[Input — start]

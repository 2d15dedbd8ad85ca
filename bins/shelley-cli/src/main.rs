//! shelley-cli: command-line interface to the Shelley wallet engine.
//!
//! Generates and restores wallets, keeps recovery phrases encrypted on
//! disk, and pays through a Blockfrost-backed ledger.

mod config;

use std::path::PathBuf;
use std::sync::Arc;

use anyhow::{Context, Result, bail};
use clap::{Args, Parser, Subcommand};
use shelley_core::address::Address;
use shelley_core::constants::LOVELACE_PER_ADA;
use shelley_core::error::LedgerError;
use shelley_ledger::BlockfrostClient;
use shelley_wallet::{
    ChangeOutcome, SaveRequest, SelectionStrategy, SendRequest, UnlockRequest, WalletEngine,
    WalletError,
};
use tracing::debug;
use zeroize::Zeroizing;

use crate::config::{Overrides, Settings};

/// Environment variable consulted before prompting for a password.
const PASSWORD_ENV: &str = "SHELLEY_WALLET_PASSWORD";

/// Shelley command-line wallet.
#[derive(Parser)]
#[command(name = "shelley-cli")]
#[command(version, about = "Self-custodial Cardano wallet")]
struct Cli {
    #[command(flatten)]
    global: GlobalArgs,

    #[command(subcommand)]
    command: Commands,
}

#[derive(Args)]
struct GlobalArgs {
    /// Network (mainnet or testnet). Overrides SHELLEY_NETWORK.
    #[arg(long, global = true)]
    network: Option<String>,

    /// Wallet directory. Overrides SHELLEY_WALLET_DIR.
    #[arg(long, global = true)]
    wallet_dir: Option<PathBuf>,

    /// Blockfrost API root. Overrides BLOCKFROST_BASE_URL.
    #[arg(long, global = true)]
    blockfrost_url: Option<String>,
}

#[derive(Subcommand)]
enum Commands {
    /// Generate a new 24-word wallet.
    Generate(GenerateArgs),
    /// Encrypt and store an existing recovery phrase.
    Save(SaveArgs),
    /// Decrypt and print a stored recovery phrase.
    Unlock(IdArgs),
    /// Print the receive address of a stored wallet.
    Address(IdArgs),
    /// Query the balance of an address.
    Balance(BalanceArgs),
    /// Send lovelace from a stored wallet.
    Send(SendArgs),
}

#[derive(Args)]
struct GenerateArgs {
    /// Also store the new phrase under this wallet id.
    #[arg(long)]
    save: Option<String>,
}

#[derive(Args)]
struct SaveArgs {
    /// Wallet id ([A-Za-z0-9_-], at most 64 characters).
    #[arg(long)]
    id: String,

    /// Recovery phrase. Read from stdin when omitted.
    #[arg(long)]
    phrase: Option<String>,

    /// Replace an existing wallet with the same id.
    #[arg(long)]
    overwrite: bool,
}

#[derive(Args)]
struct IdArgs {
    /// Wallet id.
    #[arg(long)]
    id: String,
}

#[derive(Args)]
struct BalanceArgs {
    /// Bech32 address to query.
    #[arg(long)]
    address: String,
}

#[derive(Args)]
struct SendArgs {
    /// Wallet id to pay from.
    #[arg(long)]
    id: String,

    /// Recipient address.
    #[arg(long)]
    to: String,

    /// Amount in lovelace (1 ADA = 1000000).
    #[arg(long)]
    amount: String,

    /// Coin selection strategy (largest-first or all).
    #[arg(long)]
    strategy: Option<SelectionStrategy>,
}

#[tokio::main]
async fn main() -> Result<()> {
    tracing_subscriber::fmt()
        .with_env_filter(
            tracing_subscriber::EnvFilter::try_from_default_env()
                .unwrap_or_else(|_| tracing_subscriber::EnvFilter::new("info")),
        )
        .with_writer(std::io::stderr)
        .init();

    let cli = Cli::parse();
    let overrides = Overrides {
        network: cli.global.network,
        wallet_dir: cli.global.wallet_dir,
        blockfrost_url: cli.global.blockfrost_url,
    };
    let mut settings = Settings::from_env(&overrides)?;

    match cli.command {
        Commands::Generate(args) => generate(&settings, args),
        Commands::Save(args) => save(&settings, args),
        Commands::Unlock(args) => unlock(&settings, args),
        Commands::Address(args) => address(&settings, args),
        Commands::Balance(args) => balance(&settings, args).await,
        Commands::Send(args) => {
            if let Some(strategy) = args.strategy {
                settings.wallet.selection = strategy;
            }
            send(&settings, args).await
        }
    }
}

/// Open the engine over the configured directory and ledger.
fn open_engine(settings: &Settings) -> Result<WalletEngine> {
    debug!(
        network = %settings.wallet.network,
        dir = %settings.wallet.wallets_dir.display(),
        "cli: opening wallet engine"
    );
    let client = Arc::new(
        BlockfrostClient::new(settings.ledger.clone()).context("Failed to build ledger client")?,
    );
    WalletEngine::new(settings.wallet.clone(), client.clone(), client)
        .with_context(|| format!("Failed to open {}", settings.wallet.wallets_dir.display()))
}

/// Generate a fresh phrase, optionally storing it right away.
fn generate(settings: &Settings, args: GenerateArgs) -> Result<()> {
    let engine = open_engine(settings)?;
    let generated = engine.generate_wallet().context("Failed to generate wallet")?;

    println!("\n=== WALLET GENERATED ===");
    println!("Network: {}", settings.wallet.network);
    println!("Address: {}", generated.address);
    println!("\nRECOVERY PHRASE (BACK UP THESE 24 WORDS):");
    println!("  {}", generated.phrase.as_str());
    println!("\nWARNING: This phrase will NOT be shown again.");
    println!("Anyone who has it can spend your funds.");

    if let Some(id) = args.save {
        let password = new_password()?;
        let req = SaveRequest::parse(
            Some(id.as_str()),
            Some(generated.phrase.as_str()),
            Some(password.as_str()),
        )?;
        engine.save_wallet(&req).context("Failed to save wallet")?;
        println!("\nWallet saved as '{id}'.");
    }
    Ok(())
}

/// Encrypt a phrase given on the command line or stdin.
fn save(settings: &Settings, args: SaveArgs) -> Result<()> {
    let phrase = match args.phrase {
        Some(p) => Zeroizing::new(p),
        None => read_phrase()?,
    };
    let password = new_password()?;
    let req = SaveRequest::parse(
        Some(args.id.as_str()),
        Some(phrase.as_str()),
        Some(password.as_str()),
    )?
    .overwrite(args.overwrite);

    let engine = open_engine(settings)?;
    let address = engine.restore(&req.phrase)?.address();
    engine.save_wallet(&req).context("Failed to save wallet")?;

    println!("Wallet '{}' saved.", args.id);
    println!("Address: {address}");
    Ok(())
}

/// Print the stored phrase.
fn unlock(settings: &Settings, args: IdArgs) -> Result<()> {
    let engine = open_engine(settings)?;
    let req = unlock_request(&args.id)?;
    let phrase = engine
        .unlock_wallet(&req)
        .context("Failed to unlock wallet (check password)")?;
    println!("{}", phrase.as_str());
    Ok(())
}

/// Print the receive address of a stored wallet.
fn address(settings: &Settings, args: IdArgs) -> Result<()> {
    let engine = open_engine(settings)?;
    let req = unlock_request(&args.id)?;
    let address = engine
        .wallet_address(&req)
        .context("Failed to unlock wallet (check password)")?;
    println!("{address}");
    Ok(())
}

/// Query and display an address balance.
async fn balance(settings: &Settings, args: BalanceArgs) -> Result<()> {
    settings.require_project_id()?;
    let address: Address = args
        .address
        .trim()
        .parse()
        .with_context(|| format!("Invalid address: {}", args.address))?;
    let engine = open_engine(settings)?;
    let lovelace = engine
        .balance(&address)
        .await
        .context("Balance query failed")?;
    println!("{} ADA ({lovelace} lovelace)", format_ada(lovelace));
    Ok(())
}

/// Build, sign and submit a payment.
async fn send(settings: &Settings, args: SendArgs) -> Result<()> {
    settings.require_project_id()?;
    let password = read_password("Wallet password")?;
    let req = SendRequest::parse(
        Some(args.id.as_str()),
        Some(password.as_str()),
        Some(args.to.as_str()),
        Some(args.amount.as_str()),
        settings.wallet.network,
    )?;

    let engine = open_engine(settings)?;
    let receipt = match engine.build_and_send(&req).await {
        Ok(receipt) => receipt,
        Err(WalletError::Ledger(LedgerError::AmbiguousSubmission(detail))) => bail!(
            "Submission outcome unknown ({detail}). Check the ledger for the \
             transaction before sending again."
        ),
        Err(e) => return Err(e).context("Send failed"),
    };

    println!("\n=== TRANSACTION SUBMITTED ===");
    println!("TxID: {}", receipt.tx_id);
    println!("To: {}", req.recipient);
    println!("Amount: {} ADA ({} lovelace)", format_ada(req.amount), req.amount);
    println!("Fee: {} ADA ({} lovelace)", format_ada(receipt.fee), receipt.fee);
    match receipt.change {
        ChangeOutcome::Output(change) => {
            println!("Change: {} ADA ({change} lovelace)", format_ada(change));
        }
        ChangeOutcome::Folded(dust) => {
            println!("Change: none ({dust} lovelace below the minimum output was added to the fee)");
        }
        ChangeOutcome::Exact => println!("Change: none"),
    }
    Ok(())
}

fn unlock_request(id: &str) -> Result<UnlockRequest> {
    let password = read_password("Wallet password")?;
    Ok(UnlockRequest::parse(Some(id), Some(password.as_str()))?)
}

/// Password from the environment, or prompted without echo.
fn read_password(prompt: &str) -> Result<Zeroizing<String>> {
    if let Ok(password) = std::env::var(PASSWORD_ENV) {
        return Ok(Zeroizing::new(password));
    }
    rpassword::prompt_password(format!("{prompt}: "))
        .map(Zeroizing::new)
        .context("Failed to read password")
}

/// New password, confirmed when prompted interactively.
fn new_password() -> Result<Zeroizing<String>> {
    if let Ok(password) = std::env::var(PASSWORD_ENV) {
        return Ok(Zeroizing::new(password));
    }
    let password = read_password("Enter wallet password")?;
    let confirm = read_password("Confirm password")?;
    if *password != *confirm {
        bail!("Passwords do not match");
    }
    Ok(password)
}

fn read_phrase() -> Result<Zeroizing<String>> {
    eprintln!("Enter recovery phrase, then press Enter:");
    let mut line = Zeroizing::new(String::new());
    std::io::stdin()
        .read_line(&mut line)
        .context("Failed to read recovery phrase from stdin")?;
    Ok(line)
}

/// Lovelace as a decimal ADA string with six places.
fn format_ada(lovelace: u64) -> String {
    format!(
        "{}.{:06}",
        lovelace / LOVELACE_PER_ADA,
        lovelace % LOVELACE_PER_ADA
    )
}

[Input — finish]

**What is being asked:** Please write out, exactly as they appear above, only the lines in the stretch from the line with "(largest-first or all)." through the line with "let overrides = Overrides".

**Solution:**
    /// Coin selection strategy (largest-first or all).
    #[arg(long)]
    strategy: Option<SelectionStrategy>,
}

#[tokio::main]
async fn main() -> Result<()> {
    tracing_subscriber::fmt()
        .with_env_filter(
            tracing_subscriber::EnvFilter::try_from_default_env()
                .unwrap_or_else(|_| tracing_subscriber::EnvFilter::new("info")),
        )
        .with_writer(std::io::stderr)
        .init();

    let cli = Cli::parse();
    let overrides = Overrides {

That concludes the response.